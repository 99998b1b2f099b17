//! Constants used throughout the media core crate.

/// Default upload root when no explicit directory is configured.
pub const DEFAULT_UPLOAD_ROOT: &str = "uploads";

/// Default directory holding JSON record files for file-backed collaborators.
pub const DEFAULT_RECORDS_DIR: &str = "records";

/// Default URL prefix under which the upload root is served.
pub const DEFAULT_PUBLIC_PREFIX: &str = "/uploads";

/// Default maximum accepted upload size (5 MiB).
pub const DEFAULT_MAX_UPLOAD_BYTES: u64 = 5 * 1024 * 1024;

/// Default minimum age, in seconds, before an unreferenced file may be deleted.
pub const DEFAULT_ORPHAN_GRACE_SECS: u64 = 60;

/// Declared MIME types accepted by the validator.
pub const ALLOWED_MIME_TYPES: [&str; 4] = ["image/jpeg", "image/png", "image/gif", "image/webp"];

/// Default transcode bounds and quality.
pub const DEFAULT_TARGET_WIDTH: u32 = 1200;
pub const DEFAULT_TARGET_HEIGHT: u32 = 1200;
pub const DEFAULT_QUALITY: u8 = 85;

/// Category subdirectories created under the upload root at startup.
pub const CATEGORY_DIRS: [&str; 5] = ["banks", "sponsors", "schools", "gallery", "alerts"];

/// Environment keys read by [`crate::config::load_config`].
pub const ENV_UPLOAD_ROOT: &str = "MEDIA_UPLOAD_ROOT";
pub const ENV_RECORDS_DIR: &str = "MEDIA_RECORDS_DIR";
pub const ENV_COLLABORATORS_FILE: &str = "MEDIA_COLLABORATORS_FILE";
pub const ENV_MAX_UPLOAD_BYTES: &str = "MEDIA_MAX_UPLOAD_BYTES";
pub const ENV_ORPHAN_GRACE_SECS: &str = "MEDIA_ORPHAN_GRACE_SECS";
pub const ENV_PUBLIC_PREFIX: &str = "MEDIA_PUBLIC_PREFIX";

/// Server bind address, read by the server binary rather than [`crate::config::load_config`].
pub const ENV_REST_ADDR: &str = "MEDIA_REST_ADDR";
pub const DEFAULT_REST_ADDR: &str = "0.0.0.0:3000";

------------------------------

What is expected :: Set down, exactly as they appear, the lines above from the first one to the line that holds "pub const DEFAULT_RECORDS_DIR: &str", both included, please, and no others.

Solution ::
repository 99998b1b2f099b17
//! Constants used throughout the media core crate.

/// Default upload root when no explicit directory is configured.
pub const DEFAULT_UPLOAD_ROOT: &str = "uploads";

/// Default directory holding JSON record files for file-backed collaborators.
pub const DEFAULT_RECORDS_DIR: &str = "records";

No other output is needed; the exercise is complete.